Nigerian Drama webseries

Oga! Pastor is a Nigerian drama web series by NdaniTV which was released on NdaniTV's YouTube page in June 2019. The show which was created and written by Lani Aisida ran for 3 episodes until it was canceled by the channel.

==Plot summary==
Oga!
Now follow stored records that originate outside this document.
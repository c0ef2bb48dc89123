//! The client environment record and its layered loading

use crate::absolute_url::AbsoluteUrl;
use crate::auth0::Auth0Settings;
use crate::error::{EnvironmentError, Result};
use coffeeshop_common::ConfigLoader;
use figment::{
    providers::{Env, Format, Serialized, Toml},
    value::Uncased,
    Figment,
};
use serde::{
    de::{self, Visitor},
    Deserialize, Deserializer, Serialize,
};
use std::fmt;
use std::path::{Path, PathBuf};
use tracing::debug;

/// File read by [`Environment::load`] when no path is given
pub const DEFAULT_ENVIRONMENT_FILE: &str = "environment.toml";

/// Prefix of environment variables overriding the record
pub const ENV_PREFIX: &str = "COFFEESHOP_ENV_";

/// Environment-specific values of the Coffee Shop web client.
///
/// Built once at build/deploy time and never mutated afterwards: the fields
/// are private and there are no setters.
///
/// ```compile_fail,E0616
/// let mut env = coffeeshop_environment::Environment::development().unwrap();
/// env.production = true;
/// ```
#[derive(Debug, Clone, PartialEq, Eq, Serialize, Deserialize)]
#[serde(try_from = "EnvironmentRecord", rename_all = "camelCase")]
pub struct Environment {
    production: bool,
    api_server_url: AbsoluteUrl,
    auth0: Auth0Settings,
}

impl Environment {
    /// Validate every field and the production policy
    pub fn new(production: bool, api_server_url: &str, auth0: Auth0Settings) -> Result<Self> {
        let api_server_url = AbsoluteUrl::parse("apiServerUrl", api_server_url)?;

        if production {
            ensure_public_https("apiServerUrl", &api_server_url)?;
            ensure_public_https("auth0.callbackURL", auth0.callback_url())?;
        }

        Ok(Self {
            production,
            api_server_url,
            auth0,
        })
    }

    /// Local development values: the API on port 5000 and the Ionic client
    /// on port 4200
    pub fn development() -> Result<Self> {
        Self::try_from(EnvironmentRecord::default())
    }

    pub fn production(&self) -> bool {
        self.production
    }

    pub fn api_server_url(&self) -> &AbsoluteUrl {
        &self.api_server_url
    }

    pub fn auth0(&self) -> &Auth0Settings {
        &self.auth0
    }

    /// Load from `path` (or `environment.toml`) layered over the development
    /// defaults, then `COFFEESHOP_ENV_*` variables
    pub fn load(path: Option<PathBuf>) -> Result<Self> {
        let record = <EnvironmentRecord as ConfigLoader<EnvironmentRecord>>::load(path)?;
        Self::try_from(record)
    }

    /// Like [`Environment::load`] but the file must exist
    pub fn load_from_file(path: &Path) -> Result<Self> {
        let record = <EnvironmentRecord as ConfigLoader<EnvironmentRecord>>::load_from_file(path)?;
        Self::try_from(record)
    }

    /// Serialized, unvalidated form
    pub fn to_record(&self) -> EnvironmentRecord {
        EnvironmentRecord {
            production: self.production,
            api_server_url: self.api_server_url.as_str().to_string(),
            auth0: Auth0Record {
                url: self.auth0.url().to_string(),
                audience: self.auth0.audience().to_string(),
                client_id: self.auth0.client_id().to_string(),
                callback_url: self.auth0.callback_url().as_str().to_string(),
            },
        }
    }
}

fn ensure_public_https(field: &'static str, url: &AbsoluteUrl) -> Result<()> {
    if url.is_https() && !url.is_loopback() {
        Ok(())
    } else {
        Err(EnvironmentError::InsecureProductionUrl {
            field,
            value: url.as_str().to_string(),
        })
    }
}

/// Wire shape of [`Environment`] before validation
#[derive(Debug, Clone, PartialEq, Eq, Serialize, Deserialize)]
#[serde(deny_unknown_fields)]
pub struct EnvironmentRecord {
    pub production: bool,
    #[serde(rename = "apiServerUrl", deserialize_with = "string_like")]
    pub api_server_url: String,
    pub auth0: Auth0Record,
}

/// Wire shape of [`Auth0Settings`] before validation
#[derive(Debug, Clone, PartialEq, Eq, Serialize, Deserialize)]
#[serde(deny_unknown_fields)]
pub struct Auth0Record {
    #[serde(deserialize_with = "string_like")]
    pub url: String,
    #[serde(deserialize_with = "string_like")]
    pub audience: String,
    #[serde(rename = "clientId", deserialize_with = "string_like")]
    pub client_id: String,
    #[serde(rename = "callbackURL", deserialize_with = "string_like")]
    pub callback_url: String,
}

/// Read a string field that may arrive as another scalar.
///
/// Figment types environment values, so `COFFEESHOP_ENV_AUTH0__CLIENT_ID=12345`
/// reaches the record as a number. Floats lose their original spelling
/// (`1.50` becomes `1.5`).
fn string_like<'de, D>(deserializer: D) -> std::result::Result<String, D::Error>
where
    D: Deserializer<'de>,
{
    struct StringLike;

    impl<'de> Visitor<'de> for StringLike {
        type Value = String;

        fn expecting(&self, f: &mut fmt::Formatter<'_>) -> fmt::Result {
            f.write_str("a string")
        }

        fn visit_str<E: de::Error>(self, v: &str) -> std::result::Result<String, E> {
            Ok(v.to_string())
        }

        fn visit_string<E: de::Error>(self, v: String) -> std::result::Result<String, E> {
            Ok(v)
        }

        fn visit_bool<E: de::Error>(self, v: bool) -> std::result::Result<String, E> {
            Ok(v.to_string())
        }

        fn visit_i64<E: de::Error>(self, v: i64) -> std::result::Result<String, E> {
            Ok(v.to_string())
        }

        fn visit_i128<E: de::Error>(self, v: i128) -> std::result::Result<String, E> {
            Ok(v.to_string())
        }

        fn visit_u64<E: de::Error>(self, v: u64) -> std::result::Result<String, E> {
            Ok(v.to_string())
        }

        fn visit_u128<E: de::Error>(self, v: u128) -> std::result::Result<String, E> {
            Ok(v.to_string())
        }

        fn visit_f64<E: de::Error>(self, v: f64) -> std::result::Result<String, E> {
            Ok(v.to_string())
        }
    }

    deserializer.deserialize_any(StringLike)
}

impl Default for EnvironmentRecord {
    fn default() -> Self {
        Self {
            production: false,
            api_server_url: "http://127.0.0.1:5000".to_string(),
            auth0: Auth0Record::default(),
        }
    }
}

impl Default for Auth0Record {
    fn default() -> Self {
        Self {
            url: "chad-fsnd".to_string(),
            audience: "drinks".to_string(),
            client_id: "yoT37hFe3ju78eiG4PsbIWz9rd7LeJBO".to_string(),
            callback_url: "http://localhost:4200".to_string(),
        }
    }
}

impl TryFrom<EnvironmentRecord> for Environment {
    type Error = EnvironmentError;

    fn try_from(record: EnvironmentRecord) -> Result<Self> {
        let auth0 = Auth0Settings::new(
            record.auth0.url,
            record.auth0.audience,
            record.auth0.client_id,
            &record.auth0.callback_url,
        )?;
        Environment::new(record.production, &record.api_server_url, auth0)
    }
}

impl ConfigLoader<EnvironmentRecord> for EnvironmentRecord {
    const DEFAULT_FILE: &'static str = DEFAULT_ENVIRONMENT_FILE;
    const ENV_PREFIX: &'static str = ENV_PREFIX;

    fn figment(path: &Path) -> Figment {
        debug!("Loading client environment from {}", path.display());
        Figment::from(Serialized::defaults(EnvironmentRecord::default()))
            .merge(Toml::file(path))
            .merge(env_provider())
    }
}

/// Environment variables arrive upper-cased (`COFFEESHOP_ENV_AUTH0__CLIENT_ID`);
/// map them onto the record's camelCase keys.
fn env_provider() -> Env {
    Env::prefixed(ENV_PREFIX)
        .split("__")
        .map(|key| Uncased::from(canonical_key(key.as_str())))
        .lowercase(false)
}

fn canonical_key(key: &str) -> String {
    key.split('.')
        .map(|segment| {
            let folded: String = segment
                .chars()
                .filter(|c| *c != '_')
                .flat_map(char::to_lowercase)
                .collect();
            match folded.as_str() {
                "apiserverurl" => "apiServerUrl".to_string(),
                "clientid" => "clientId".to_string(),
                "callbackurl" => "callbackURL".to_string(),
                _ => folded,
            }
        })
        .collect::<Vec<_>>()
        .join(".")
}

#[cfg(test)]
mod tests {
    use super::*;
    use pretty_assertions::assert_eq;

    #[test]
    fn test_development_record_is_valid() {
        let env = Environment::try_from(EnvironmentRecord::default()).unwrap();
        assert_eq!(env, Environment::development().unwrap());
    }

    #[test]
    fn test_development_values() {
        let env = Environment::development().unwrap();
        assert!(!env.production());
        assert_eq!(env.api_server_url().as_str(), "http://127.0.0.1:5000");
        assert_eq!(env.auth0().url(), "chad-fsnd");
        assert_eq!(env.auth0().audience(), "drinks");
        assert_eq!(env.auth0().client_id(), "yoT37hFe3ju78eiG4PsbIWz9rd7LeJBO");
        assert_eq!(env.auth0().callback_url().as_str(), "http://localhost:4200");
    }

    #[test]
    fn test_production_requires_public_https() {
        let auth0 = Auth0Settings::new("shop", "drinks", "client", "https://shop.example.com").unwrap();
        let err = Environment::new(true, "http://api.example.com", auth0.clone()).unwrap_err();
        assert_eq!(
            err,
            EnvironmentError::InsecureProductionUrl {
                field: "apiServerUrl",
                value: "http://api.example.com".to_string()
            }
        );

        let local_callback =
            Auth0Settings::new("shop", "drinks", "client", "https://localhost:4200").unwrap();
        assert!(matches!(
            Environment::new(true, "https://api.example.com", local_callback),
            Err(EnvironmentError::InsecureProductionUrl {
                field: "auth0.callbackURL",
                ..
            })
        ));

        let env = Environment::new(true, "https://api.example.com", auth0).unwrap();
        assert!(env.production());
    }

    #[test]
    fn test_development_allows_loopback_http() {
        let auth0 = Auth0Settings::new("shop", "drinks", "client", "http://localhost:8100").unwrap();
        assert!(Environment::new(false, "http://127.0.0.1:5000", auth0).is_ok());
    }

    #[test]
    fn test_serialized_field_names() {
        let value = serde_json::to_value(Environment::development().unwrap()).unwrap();
        let mut top: Vec<&String> = value.as_object().unwrap().keys().collect();
        top.sort();
        assert_eq!(top, vec!["apiServerUrl", "auth0", "production"]);

        let mut auth0: Vec<&String> = value["auth0"].as_object().unwrap().keys().collect();
        auth0.sort();
        assert_eq!(auth0, vec!["audience", "callbackURL", "clientId", "url"]);
        assert_eq!(value["production"], serde_json::Value::Bool(false));
    }

    #[test]
    fn test_deserialize_validates() {
        let json = r#"{
            "production": false,
            "apiServerUrl": "not a url",
            "auth0": {
                "url": "chad-fsnd",
                "audience": "drinks",
                "clientId": "abc",
                "callbackURL": "http://localhost:4200"
            }
        }"#;
        assert!(serde_json::from_str::<Environment>(json).is_err());
    }

    #[test]
    fn test_deserialize_rejects_unknown_and_missing_fields() {
        let extra = r#"{
            "production": false,
            "apiServerUrl": "http://127.0.0.1:5000",
            "debug": true,
            "auth0": {
                "url": "chad-fsnd",
                "audience": "drinks",
                "clientId": "abc",
                "callbackURL": "http://localhost:4200"
            }
        }"#;
        assert!(serde_json::from_str::<Environment>(extra).is_err());

        let missing = r#"{
            "production": false,
            "apiServerUrl": "http://127.0.0.1:5000",
            "auth0": { "url": "chad-fsnd", "audience": "drinks", "clientId": "abc" }
        }"#;
        assert!(serde_json::from_str::<Environment>(missing).is_err());
    }

    #[test]
    fn test_production_must_be_boolean() {
        let json = r#"{
            "production": "false",
            "apiServerUrl": "http://127.0.0.1:5000",
            "auth0": {
                "url": "chad-fsnd",
                "audience": "drinks",
                "clientId": "abc",
                "callbackURL": "http://localhost:4200"
            }
        }"#;
        assert!(serde_json::from_str::<Environment>(json).is_err());
    }

    #[test]
    fn test_scalar_values_are_read_as_strings() {
        let record: EnvironmentRecord = serde_json::from_str(
            r#"{
                "production": false,
                "apiServerUrl": "http://127.0.0.1:5000",
                "auth0": {
                    "url": "chad-fsnd",
                    "audience": true,
                    "clientId": 12345,
                    "callbackURL": "http://localhost:4200"
                }
            }"#,
        )
        .unwrap();
        assert_eq!(record.auth0.client_id, "12345");
        assert_eq!(record.auth0.audience, "true");

        let nested: std::result::Result<EnvironmentRecord, _> = serde_json::from_str(
            r#"{
                "production": false,
                "apiServerUrl": ["http://127.0.0.1:5000"],
                "auth0": {
                    "url": "chad-fsnd",
                    "audience": "drinks",
                    "clientId": "abc",
                    "callbackURL": "http://localhost:4200"
                }
            }"#,
        );
        assert!(nested.is_err());
    }

    #[test]
    fn test_canonical_key() {
        assert_eq!(canonical_key("PRODUCTION"), "production");
        assert_eq!(canonical_key("API_SERVER_URL"), "apiServerUrl");
        assert_eq!(canonical_key("AUTH0.CLIENT_ID"), "auth0.clientId");
        assert_eq!(canonical_key("auth0.callbackurl"), "auth0.callbackURL");
        assert_eq!(canonical_key("AUTH0.AUDIENCE"), "auth0.audience");
    }

    #[test]
    fn test_to_record_round_trip() {
        let env = Environment::development().unwrap();
        assert_eq!(Environment::try_from(env.to_record()).unwrap(), env);
    }
}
Pastor is based on the story of Deoye Gesinde, a young pastor and the founder of an emerging church called GGBC. The drama showcases the challenges that come from meeting the conflicting demands of his ministry, personal life, and society.

== Cast ==
- Uzor Arukwe as Deoye Gesinde
- Ini Dima-Okojie as Laitan Gesinde
- Pearl Okorie as Moji
- Jimmy Odukoya as Kunle
- Tolulope Odewunmi
- Demi Banwo as Vincent

==Episodes==

| No. | Title | Directed by | Written by | Original release date |
|---|---|---|---|---|
| 1 | "11 Days Ago" | Daniel Oriahi | Lani Aisida | 15 June 2019 |
| 2 | "10 Days Ago" | Daniel Oriahi | Lani Aisida | 21 June 2019 |
| 3 | "9 Days Ago" | Daniel Oriahi | Lani Aisida | 27 June 2019 |

==Cancellation==
After airing 3 episodes, NdaniTV canceled the series and removed the uploaded episodes from YouTube. This occurred following a sexual assault allegation against a Nigerian pastor, Biodun Fatoyinbo and it led to speculations that the takedown was related to the situation even though the series aired before that. Ndani TV did not issue an official statement.